So, I take my youngest guy into the pediatrician two days ago, for an ear infection, and I'm making small talk with his PEDS doctor, a very nice woman who has been our doc for years. She's in new digs, in a pediatric "hospital", and I asked her how she liked the new setting - as opposed to the old office in a plain old office complex, she goes on about how it's been an adjustment, it's more clinic/hospital-feeling than before.

I ask, "How so..."

And she tells a story about part of her new responsibilities, (she's a pp sole practitioner) whereby, for example, that day, she was called quickly to cover a case in her new hospital setting because an anesthesiologist (presumably a Peds Anesthesiologist) wasn't present, they needed her (an MD) to "be there" in case the patient (kid) "coded during the procedure."

HUH?!?!?!?

I mean, all docs run codes in either M4 and/or residency I'm told, but why is a pediatrician (with no formal anesthesia training) present for an anesthesia case ("twilight anesthesia" was how she described it when I asked what kind of case it was)?

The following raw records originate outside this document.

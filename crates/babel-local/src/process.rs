//! Running the inference binary as a cancellable subprocess.
//!
//! The child is started in its own process group. If the caller's future is
//! dropped, or the timeout fires, the whole group is killed so helper
//! processes spawned by the binary do not outlive the request.

use std::path::Path;
use std::process::Stdio;
use std::sync::OnceLock;
use std::time::Duration;

use regex::Regex;
use tokio::process::Command;
use tracing::{debug, warn};

use babel_core::error::LlmError;

/// Kills the child's process group on drop unless disarmed.
struct ProcessGroupGuard {
    pgid: Option<u32>,
}

impl ProcessGroupGuard {
    fn new(pid: Option<u32>) -> Self {
        Self { pgid: pid }
    }

    fn disarm(&mut self) {
        self.pgid = None;
    }
}

impl Drop for ProcessGroupGuard {
    fn drop(&mut self) {
        if let Some(pgid) = self.pgid.take() {
            debug!(pgid, "Killing inference process group");
            kill_group(pgid);
        }
    }
}

#[cfg(unix)]
fn kill_group(pgid: u32) {
    // SAFETY: signalling a process group we created; a stale id only yields ESRCH.
    unsafe {
        libc::kill(-(pgid as libc::pid_t), libc::SIGKILL);
    }
}

#[cfg(not(unix))]
fn kill_group(_pgid: u32) {}

/// Run `binary` with `args`, returning captured stdout.
///
/// A non-zero exit status becomes [`LlmError::Execution`] with stderr
/// embedded; the deadline becomes [`LlmError::Timeout`]. Stderr is ignored
/// when the exit status is zero, since llama-cli logs model loading there.
pub async fn run_inference(
    binary: &Path,
    args: &[String],
    timeout: Duration,
) -> Result<String, LlmError> {
    let program = binary
        .file_name()
        .map(|n| n.to_string_lossy().to_string())
        .unwrap_or_else(|| binary.display().to_string());

    let mut cmd = Command::new(binary);
    cmd.args(args)
        .stdin(Stdio::null())
        .stdout(Stdio::piped())
        .stderr(Stdio::piped())
        .kill_on_drop(true);
    #[cfg(unix)]
    cmd.process_group(0);

    let child = cmd.spawn().map_err(|e| {
        if e.kind() == std::io::ErrorKind::NotFound {
            LlmError::ExecutableNotFound(binary.display().to_string())
        } else {
            LlmError::Execution {
                message: format!("failed to start {program}: {e}"),
                stderr: String::new(),
            }
        }
    })?;

    let mut guard = ProcessGroupGuard::new(child.id());
    debug!(program = %program, args = args.len(), timeout_secs = timeout.as_secs(), "Spawned inference process");

    let output = match tokio::time::timeout(timeout, child.wait_with_output()).await {
        Ok(Ok(output)) => output,
        Ok(Err(e)) => {
            return Err(LlmError::Execution {
                message: format!("failed to wait for {program}: {e}"),
                stderr: String::new(),
            })
        }
        Err(_) => {
            warn!(program = %program, timeout_secs = timeout.as_secs(), "Inference timed out");
            return Err(LlmError::Timeout {
                provider: program,
                secs: timeout.as_secs(),
            });
        }
    };
    guard.disarm();

    let stdout = String::from_utf8_lossy(&output.stdout).to_string();
    let stderr = String::from_utf8_lossy(&output.stderr).trim().to_string();

    if !output.status.success() {
        let code = output
            .status
            .code()
            .map(|c| c.to_string())
            .unwrap_or_else(|| "signal".to_string());
        let message = if stderr.is_empty() {
            format!("{program} exited with status {code}")
        } else {
            format!("{program} exited with status {code}: {stderr}")
        };
        return Err(LlmError::Execution { message, stderr });
    }

    Ok(stdout)
}

fn ansi_regex() -> Option<&'static Regex> {
    static ANSI: OnceLock<Option<Regex>> = OnceLock::new();
    ANSI.get_or_init(|| Regex::new(r"\x1b\[[0-9;?]*[A-Za-z]").ok())
        .as_ref()
}

/// Strip terminal escape codes and an echoed `prompt` from raw output.
pub fn clean_output(raw: &str, prompt: &str) -> String {
    let text = match ansi_regex() {
        Some(re) => re.replace_all(raw, "").to_string(),
        None => raw.to_string(),
    };

    let trimmed = text.trim_start();
    if !prompt.is_empty() {
        if let Some(rest) = trimmed.strip_prefix(prompt) {
            return rest.to_string();
        }
    }
    text
}

// ─────────────────────────────────────────────
// Tests
// ─────────────────────────────────────────────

Isn't that for the person giving the anesthesia to be in charge of? And wait a second - where was the anesthesiologist?
Granted, I know CRNAs and GIs give meds, and sometimes you guys aren't in the room - but - why the call to a PP Pediatrician?!

She said they don't have anesthesia on call 24/7 (despite the fancy name associated with this Peds Hospital), she ran off the days and times anesthesia was in house, and that this was a "last minute add-on" of an "otherwise healthy kid", but they "needed me there, to cover in case he coded."

Am I the only one who thinks this is a little WONKY?????

So, another doc is giving anesthesia, (presumably), maybe GI, or Ortho, or ICU, and when Anesthesia is gone for the day, a PLAIN OLD PEDIATRICIAN (no offense to PEDS peeps, love em, thank you GOD for them!), covers Anesthesia-related cases?!?!? She says, normally it's Anesthesia, when they aren't there, it's usually, an "Intensivist", and she's next in line...

I'm glad PEDS now doubles as Anesthesia training. 👎 Remind my to go to IVY TOWER if I ever need Anesthesia.

Sour taste for this place. I guess Florida has its own set of rules...

Esplain is this is normal, if you would. THANKS!

D712
 
please PM me the name of this children's hospital. i'd like to see if they have a fellowship and if so, i will cancel their name from my eventual list when it's time for me to apply. thanks
 
For all, it's an off-shoot of a larger Children's Hospital, and does not have an Anesthesia Residency program. However, a PEDS ANESTHESIA fellowship is listed on the main Children's Hospital site. Whether or not Peds Anesthesia rotates at this one off-shoot hospital is anyone's guess...

D712
 
Inpatient facility? (with OR's that do more than ambulatory cases)? with an ICU?
 
Inpatient facility? (with OR's that do more than ambulatory cases)? with an ICU?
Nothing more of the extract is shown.